2. The high-resolution particle image velocimetry method based on a novel cost volume construction method according to claim 1, characterized in that: The preprocessing includes scaling transformation and random horizontal flipping.
3. The high-resolution particle image velocimetry method based on a novel cost volume construction method according to claim 1, characterized in that: The feature extraction and enhancement module includes a feature extraction network and a feature enhancement network. The feature extraction network is constructed based on the ResNet network, and the feature enhancement network is constructed based on a multi-branch void convolution structure.
4. The high-resolution particle image velocimetry method based on a novel cost volume construction method according to claim 1, characterized in that: The optical flow decomposition module includes: Combine the source features and target features with the position encoding respectively and perform feature projection; Calculate the attention matrix based on the features obtained by feature projection; An optical flow decomposition result is determined based on the attention matrix and the target features.
5. The high-resolution particle image velocimetry method based on a novel cost volume construction method according to claim 4, characterized in that: The 3D cost volume construction module includes: Define the initial 3D cost volume; Determine a search range based on the optical flow decomposition result and the initial 3D cost volume; A new 3D cost volume is determined based on the search range.
6. The high-resolution particle image velocimetry method based on a novel cost volume construction method according to claim 1, characterized in that: The velocity field prediction module includes: Initialize the optical flow field, extract the optical flow features, and combine the relevant features and context features to form the input feature map; Iteratively updating the input feature map using a gated activation unit constructed based on a GRU unit to obtain a predicted optical flow image; The predicted optical flow image is upsampled and restored to the full-resolution optical flow to obtain a predicted velocity field.

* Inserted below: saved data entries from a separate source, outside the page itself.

//! Behaviour shared by values that live in a frame.
//!
//! Frames are stored in a [`FrameTree`], so any operation that walks the
//! frame hierarchy takes the tree explicitly.

use super::{Frame, FrameId, FrameTree, Orientation, Position};
use crate::error::FrameResult;

/// A value expressed in a frame.
pub trait Framed {
    /// The frame `self` is expressed in
    fn frame(&self) -> FrameId;

    /// Check if `frame` is `self`'s frame
    fn has_frame(&self, frame: FrameId) -> bool {
        self.frame() == frame
    }

    /// The base of `self`'s frame
    fn base(&self, tree: &FrameTree) -> FrameId {
        tree.base()
    }

    /// Check if `ancestor` is `self`'s frame or one of its ancestors
    fn has_ancestor(&self, tree: &FrameTree, ancestor: FrameId) -> FrameResult<bool> {
        Ok(self.frame() == ancestor || tree.has_ancestor(self.frame(), ancestor)?)
    }

    /// The lowest frame shared by `self` and `that`
    fn common(&self, tree: &FrameTree, that: &Self) -> FrameResult<FrameId>
    where
        Self: Sized,
    {
        tree.common(self.frame(), that.frame())
    }
}

pub trait Invertible: Framed {
    fn inverse(&self) -> Self;
}

pub trait Composable: Sized {
    /// Apply `offset` after `self`
    fn compose(&self, tree: &FrameTree, offset: &Self) -> FrameResult<Self>;
}

pub trait Transformable: Framed + Sized {
    /// Re-express `self` in `target`. The result represents the *same*
    /// physical quantity.
    fn transform_to(&self, tree: &FrameTree, target: FrameId) -> FrameResult<Self>;

    /// Apply `frame` to `self`. The result represents a *different* physical
    /// quantity, expressed in `self`'s frame.
    fn transform_by(&self, tree: &FrameTree, frame: &Frame) -> FrameResult<Self>;

    fn transformed_to(&mut self, tree: &FrameTree, target: FrameId) -> FrameResult<()> {
        *self = self.transform_to(tree, target)?;
        Ok(())
    }
}

pub trait Rotatable: Framed + Sized {
    fn rotate(&self, tree: &FrameTree, offset: &Orientation) -> FrameResult<Self>;

    fn rotated(&mut self, tree: &FrameTree, offset: &Orientation) -> FrameResult<()> {
        *self = self.rotate(tree, offset)?;
        Ok(())
    }
}

pub trait Translatable: Framed + Sized {
    fn translate(&self, tree: &FrameTree, offset: &Position) -> FrameResult<Self>;

    fn translated(&mut self, tree: &FrameTree, offset: &Position) -> FrameResult<()> {
        *self = self.translate(tree, offset)?;
        Ok(())
    }
}

// ============================================================================
// Frame
// ============================================================================

impl Framed for Frame {
    fn frame(&self) -> FrameId {
        self.parent()
    }
}

impl Invertible for Frame {
    fn inverse(&self) -> Self {
        Frame::new(self.parent(), self.unit(), self.dual().inverse())
    }
}

impl Composable for Frame {
    fn compose(&self, tree: &FrameTree, offset: &Self) -> FrameResult<Self> {
        tree.compose(self, offset)
    }
}

impl Transformable for Frame {
    fn transform_to(&self, tree: &FrameTree, target: FrameId) -> FrameResult<Self> {
        tree.transform_to(self, target)
    }

    fn transform_by(&self, tree: &FrameTree, frame: &Frame) -> FrameResult<Self> {
        tree.transform_by(self, frame)
    }
}

impl Rotatable for Frame {
    fn rotate(&self, tree: &FrameTree, offset: &Orientation) -> FrameResult<Self> {
        tree.rotate(self, offset)
    }
}

impl Translatable for Frame {
    fn translate(&self, tree: &FrameTree, offset: &Position) -> FrameResult<Self> {
        tree.translate(self, offset)
    }
}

7. The high-resolution particle image velocimetry method based on a novel cost volume construction method according to claim 1, characterized in that: The method of training the particle image velocimetry model using the pre-processed particle image velocimetry simulation data set includes: The mean endpoint error metric was used to evaluate the prediction performance of the particle image velocimetry model.
8. A high-resolution particle image velocimetry device based on a novel cost volume construction method, characterized in that: The device comprises: Data acquisition and preprocessing module, used to obtain particle image velocimetry simulation data sets and perform preprocessing; A model construction module is used to construct a particle image velocimetry model, which includes a feature extraction and enhancement module, an optical flow decomposition module, a 3D cost volume construction module, and a velocity field prediction module; A model training module is used to train the particle image velocimetry model using the preprocessed particle image velocimetry simulation data set; The particle image velocimetry module is used to input the particle image to be predicted into the trained particle image velocimetry model to obtain the particle image predicted velocity field.
9. A computer device comprising a memory and a processor, wherein the memory stores a computer program, wherein: When the processor executes the computer program, the steps of the method according to any one of claims 1 to 7 are implemented.
10. A computer-readable storage medium having a computer program stored thereon, characterized in that: When the computer program is executed by a processor, the steps of the method according to any one of claims 1 to 7 are implemented.